That's a good point. Comparing the two doesn't tell us much. To figure out where Kaufmann stands, we need to compare him to other star tenors of the past. How about we take a look at other tenors between the time of Caruso and the time of Kaufmann. He is a start at least:


----------



## DavidA (Dec 14, 2012)

The Conte said:


> Exactly! *And the 'carefully worded script' *aka "Why can't you enjoy both?" obviously wasn't carefully worded enough.
> 
> But maybe one person is allowed to have preferences, but the rest of us mere mortals aren't allowed to compare or make comments about different singers.
> 
> N.


Just to explain that I was joking in case you didn't get it when I spoke of a 'carefully worded script':lol:!


----------



## DavidA (Dec 14, 2012)

howlingfantods said:


> It's an odd sound but I think it's still has a lot of beauty. Her top is thin and wobbly--she should probably only pick roles where her top is less exposed. I think her voice has always had a muffled swallowed quality to it, but that didn't prevent the instrument from being a beautiful one.
> 
> Less so now, of course, but I don't think that has to do with her trying for a particular sound, that's mental. *She sells out the house whatever role she takes*, if she was still capable of Violetto or Donna Anna, she'd be doing those roles still and still be just as big a star. She's doing the roles she's doing now because she believes those are the ones that she can do best given what's happening with her voice.


This is, of course, a consideration!


----------



## DavidA (Dec 14, 2012)

vivalagentenuova said:


> And Freni had a similar pattern of decline. I wouldn't hold her up as a good example.
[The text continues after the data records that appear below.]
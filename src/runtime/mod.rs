//! Runtime abstraction for system operations.
//!
//! A trait-based seam over filesystem, environment, and prompt operations so
//! the install pipeline can be exercised against a mock without touching the
//! real system.
//!
//! # Structure
//!
//! - `env` - Environment variables and well-known directories
//! - `fs` - File system operations (read, write, directory)
//! - `user` - User interaction (confirmation prompts)

mod env;
mod fs;
mod user;

use anyhow::Result;
use std::env as std_env;
use std::path::{Path, PathBuf};

#[cfg_attr(test, mockall::automock)]
pub trait Runtime: Send + Sync {
    // Environment
    fn env_var(&self, key: &str) -> Result<String, std_env::VarError>;
    fn home_dir(&self) -> Option<PathBuf>;

    // File system
    fn write(&self, path: &Path, contents: &[u8]) -> Result<()>;
    fn read_to_string(&self, path: &Path) -> Result<String>;
    fn rename(&self, from: &Path, to: &Path) -> Result<()>;
    fn create_dir_all(&self, path: &Path) -> Result<()>;
    fn remove_dir_all(&self, path: &Path) -> Result<()>;
    fn exists(&self, path: &Path) -> bool;
    fn is_dir(&self, path: &Path) -> bool;
    fn read_dir(&self, path: &Path) -> Result<Vec<PathBuf>>;

    // User interaction
    /// Prompt for confirmation. Returns true if the user answers y/yes.
    fn confirm(&self, prompt: &str) -> Result<bool>;
}

pub struct RealRuntime;

impl Runtime for RealRuntime {
    fn env_var(&self, key: &str) -> Result<String, std_env::VarError> {
        self.env_var_impl(key)
    }

    fn home_dir(&self) -> Option<PathBuf> {
        self.home_dir_impl()
    }

    fn write(&self, path: &Path, contents: &[u8]) -> Result<()> {
        self.write_impl(path, contents)
    }

    fn read_to_string(&self, path: &Path) -> Result<String> {
        self.read_to_string_impl(path)
    }

    fn rename(&self, from: &Path, to: &Path) -> Result<()> {
        self.rename_impl(from, to)
    }

    fn create_dir_all(&self, path: &Path) -> Result<()> {
        self.create_dir_all_impl(path)
    }

    fn remove_dir_all(&self, path: &Path) -> Result<()> {
        self.remove_dir_all_impl(path)
    }

    fn exists(&self, path: &Path) -> bool {
        self.exists_impl(path)
    }

    fn is_dir(&self, path: &Path) -> bool {
        self.is_dir_impl(path)
    }

    fn read_dir(&self, path: &Path) -> Result<Vec<PathBuf>> {
        self.read_dir_impl(path)
    }

    fn confirm(&self, prompt: &str) -> Result<bool> {
        self.confirm_impl(prompt)
    }
}
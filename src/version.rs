//! Version and commit derivation for a checked-out source tree.
//!
//! Checkouts rarely declare a version anywhere authoritative, so both
//! answers here are documented heuristics with explicit fallbacks: `"0"`
//! when no file carries a version header, `"unknown"` when the backend
//! cannot name a commit.

use std::path::{Path, PathBuf};

use log::debug;

use crate::package::headers::{header_value, source_files, strip_rcs_keywords};
use crate::runtime::Runtime;
use crate::vcs::Vcs;

/// Header checked first for a version; specific to the package format.
pub const PACKAGE_VERSION_HEADER: &str = "Package-Version";
/// Generic fallback version header.
pub const VERSION_HEADER: &str = "Version";

/// Scan order over source files.
///
/// The default favors shorter filenames: a package's "main" file usually
/// has the shortest name and is the most likely to carry the
/// authoritative version header.
#[derive(Debug, Clone, Copy, PartialEq, Eq, Default)]
pub enum FileOrder {
    #[default]
    ShortestNameFirst,
    Lexicographic,
}

impl FileOrder {
    pub fn sort(&self, files: &mut [PathBuf]) {
        let key = |p: &PathBuf| {
            p.file_name()
                .and_then(|n| n.to_str())
                .map(str::to_string)
                .unwrap_or_default()
        };
        match self {
            FileOrder::ShortestNameFirst => {
                files.sort_by_key(|p| {
                    let name = key(p);
                    (name.len(), name)
                });
            }
            FileOrder::Lexicographic => files.sort_by_key(key),
        }
    }
}

/// Derives version strings and commit ids for a source tree.
#[derive(Debug, Clone, Copy, Default)]
pub struct VersionResolver {
    pub order: FileOrder,
}

impl VersionResolver {
    pub fn new(order: FileOrder) -> Self {
        VersionResolver { order }
    }

    /// The files `version` will consult, in the order it consults them.
    pub fn ordered_files<R: Runtime + ?Sized>(
        &self,
        runtime: &R,
        dir: &Path,
    ) -> anyhow::Result<Vec<PathBuf>> {
        let mut files = source_files(runtime, dir)?;
        self.order.sort(&mut files);
        Ok(files)
    }

    /// The version declared by the checkout, or `"0"`.
    ///
    /// The first file (per the ordering policy) with a non-empty
    /// `Package-Version` or `Version` header wins; keyword-expansion
    /// artifacts are stripped from the value.
    #[tracing::instrument(skip(self, runtime))]
    pub fn version<R: Runtime + ?Sized>(&self, runtime: &R, dir: &Path) -> String {
        let files = match self.ordered_files(runtime, dir) {
            Ok(files) => files,
            Err(e) => {
                debug!("version scan of {} failed: {}", dir.display(), e);
                return "0".to_string();
            }
        };
        for file in files {
            let Ok(contents) = runtime.read_to_string(&file) else {
                continue;
            };
            let raw = header_value(&contents, PACKAGE_VERSION_HEADER)
                .or_else(|| header_value(&contents, VERSION_HEADER));
            if let Some(raw) = raw {
                let version = strip_rcs_keywords(&raw);
                if !version.is_empty() {
                    debug!("version {} from {}", version, file.display());
                    return version;
                }
            }
        }
        "0".to_string()
    }

    /// The commit the checkout is at, or `"unknown"`.
    ///
    /// Asks the backend per file and takes the first non-blank answer; a
    /// stand-in for a per-directory query, so the result is best-effort.
    #[tracing::instrument(skip(self, runtime, vcs))]
    pub async fn commit<R: Runtime + ?Sized, V: Vcs + ?Sized>(
        &self,
        runtime: &R,
        vcs: &V,
        dir: &Path,
    ) -> String {
        let files = match self.ordered_files(runtime, dir) {
            Ok(files) => files,
            Err(_) => return "unknown".to_string(),
        };
        for file in files {
            if let Some(commit) = vcs.working_revision(&file).await
                && !commit.trim().is_empty()
            {
                return commit.trim().to_string();
            }
        }
        "unknown".to_string()
    }
}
Her sound becomes very old-ladyish and ugly to my ears by the late 70s.


Is it your ears that are the problem?


----------



## DavidA (Dec 14, 2012)

Op.123 said:


> The problem with modern vocal teaching is it doesn't care about developing a voice properly. Netrebko and Kaufmann are trying to create an "operatic" sound without really knowing how to resulting in what would have been considered a caricature 80 years ago.


I am assuming you are a qualified voice coach?


----------



## DavidA (Dec 14, 2012)

Tuoksu said:


> True, because I picked caruso off the top of my head totally oblivious to the fact that he's pretty much unrivaled. *But I could easily name 100 other tenors whose voices I consider far more pleasant and impressive than Kaufmann*.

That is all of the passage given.